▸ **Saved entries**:
* * *

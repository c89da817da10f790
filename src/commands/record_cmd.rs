use std::path::PathBuf;

use serde::Serialize;

use crate::models::extraction::MarketExtraction;
use crate::models::record::{SentimentRecord, Stage};
use crate::services::classifier::SentimentClassifier;
use crate::services::record_store::validate_date;
use crate::AppState;

#[derive(Debug, Clone, Serialize)]
pub struct SaveSummary {
    pub date: String,
    pub score: u8,
    pub stage: Stage,
    pub total: usize,
}

pub async fn new_record(
    state: &AppState,
    date: Option<String>,
) -> Result<SentimentRecord, String> {
    if let Some(d) = &date {
        validate_date(d).map_err(|e| e.to_string())?;
    }
    let mut session = state.session().map_err(|e| e.to_string())?;
    Ok(session.new_record(date.as_deref()).clone())
}

pub async fn load_record(
    state: &AppState,
    date: String,
) -> Result<SentimentRecord, String> {
    let store = state.records().map_err(|e| e.to_string())?;
    let mut session = state.session().map_err(|e| e.to_string())?;
    let record = session
        .load_archived(&store, &date)
        .map_err(|e| e.to_string())?
        .clone();
    Ok(record)
}

pub async fn get_working_record(
    state: &AppState,
) -> Result<SentimentRecord, String> {
    let session = state.session().map_err(|e| e.to_string())?;
    Ok(session.working.clone())
}

pub async fn replace_working_record(
    state: &AppState,
    record: SentimentRecord,
) -> Result<SentimentRecord, String> {
    validate_date(&record.date).map_err(|e| e.to_string())?;
    let mut session = state.session().map_err(|e| e.to_string())?;
    session.replace_working(record);
    Ok(session.working.clone())
}

/// 按部分记录修改工作副本（字段格式同 AI 提取结果），返回变更字段数
pub async fn patch_working_record(
    state: &AppState,
    patch: serde_json::Value,
) -> Result<usize, String> {
    if !patch.is_object() {
        return Err("修改内容必须是 JSON 对象".to_string());
    }
    let extraction = MarketExtraction::from_value(&patch);
    let mut session = state.session().map_err(|e| e.to_string())?;
    Ok(session.merge_extraction(&extraction))
}

pub async fn save_record(
    state: &AppState,
) -> Result<SaveSummary, String> {
    let settings = state.settings().map_err(|e| e.to_string())?;
    let store = state.records().map_err(|e| e.to_string())?;
    let mut session = state.session().map_err(|e| e.to_string())?;
    let total = session
        .save(&store, settings.score_mode)
        .map_err(|e| e.to_string())?;
    Ok(SaveSummary {
        date: session.working.date.clone(),
        score: session.working.score,
        stage: session.working.stage,
        total,
    })
}

pub async fn list_records(
    state: &AppState,
    limit: Option<usize>,
) -> Result<Vec<SentimentRecord>, String> {
    let store = state.records().map_err(|e| e.to_string())?;
    match limit {
        Some(n) => store.recent(n),
        None => store.load_all(),
    }
    .map_err(|e| e.to_string())
}

pub async fn get_record(
    state: &AppState,
    date: String,
) -> Result<Option<SentimentRecord>, String> {
    let store = state.records().map_err(|e| e.to_string())?;
    store.get(&date).map_err(|e| e.to_string())
}

pub async fn export_records(
    state: &AppState,
    path: PathBuf,
) -> Result<usize, String> {
    let store = state.records().map_err(|e| e.to_string())?;
    store.export_to(&path).map_err(|e| e.to_string())
}

pub async fn import_records(
    state: &AppState,
    path: PathBuf,
) -> Result<usize, String> {
    let store = state.records().map_err(|e| e.to_string())?;
    store.import_from(&path).map_err(|e| e.to_string())
}

/// 手动打分：分数截到 0~100，阶段按分数段刷新
pub async fn set_manual_score(
    state: &AppState,
    score: i64,
) -> Result<SentimentRecord, String> {
    let mut session = state.session().map_err(|e| e.to_string())?;
    session.working.set_score(score);
    session.working.stage =
        SentimentClassifier::stage_for(session.working.score, session.working.yesterday_gain);
    Ok(session.working.clone())
}

#[cfg(test)]
mod tests {
    use super::*;
    use crate::models::settings::ScoreMode;

    #[tokio::test]
    async fn test_new_edit_save_roundtrip() {
        let state = AppState::in_memory().unwrap();
        new_record(&state, Some("2024-03-08".to_string())).await.unwrap();
        let changed = patch_working_record(
            &state,
            serde_json::json!({"sentiment": {"limit_up_count": 95, "promotion_rate": "60%"}}),
        )
        .await
        .unwrap();
        assert_eq!(changed, 2);

        let summary = save_record(&state).await.unwrap();
        assert_eq!(summary.date, "2024-03-08");
        // 50 + 10(涨停>80) + 10(晋级率>50%)
        assert_eq!(summary.score, 70);
        assert_eq!(summary.stage, Stage::MainRise);
        assert_eq!(summary.total, 1);

        let stored = get_record(&state, "2024-03-08".to_string()).await.unwrap().unwrap();
        assert_eq!(stored.limit_up_count, 95);
    }

    #[tokio::test]
    async fn test_invalid_date_rejected() {
        let state = AppState::in_memory().unwrap();
        assert!(new_record(&state, Some("2024/03/08".to_string())).await.is_err());
        let mut record = SentimentRecord::new("yesterday");
        record.limit_up_count = 1;
        assert!(replace_working_record(&state, record).await.is_err());
    }

    #[tokio::test]
    async fn test_manual_score_survives_save() {
        let state = AppState::in_memory().unwrap();
        let mut settings = state.settings().unwrap();
        settings.score_mode = ScoreMode::Manual;
        state.db.save_settings(&settings).unwrap();

        new_record(&state, Some("2024-03-08".to_string())).await.unwrap();
        let r = set_manual_score(&state, 130).await.unwrap();
        assert_eq!(r.score, 100);
        assert_eq!(r.stage, Stage::Climax);

        let summary = save_record(&state).await.unwrap();
        assert_eq!(summary.score, 100);
    }

    #[tokio::test]
    async fn test_load_missing_record() {
        let state = AppState::in_memory().unwrap();
        let err = load_record(&state, "2024-01-01".to_string()).await.unwrap_err();
        assert!(err.contains("2024-01-01"));
    }
}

* * *

▸ **Task requirements**:
A copy of each line in the data above that holds the string "changed" is needed.

▸ **Output of the exercise**:
        let changed = patch_working_record(
        assert_eq!(changed, 2);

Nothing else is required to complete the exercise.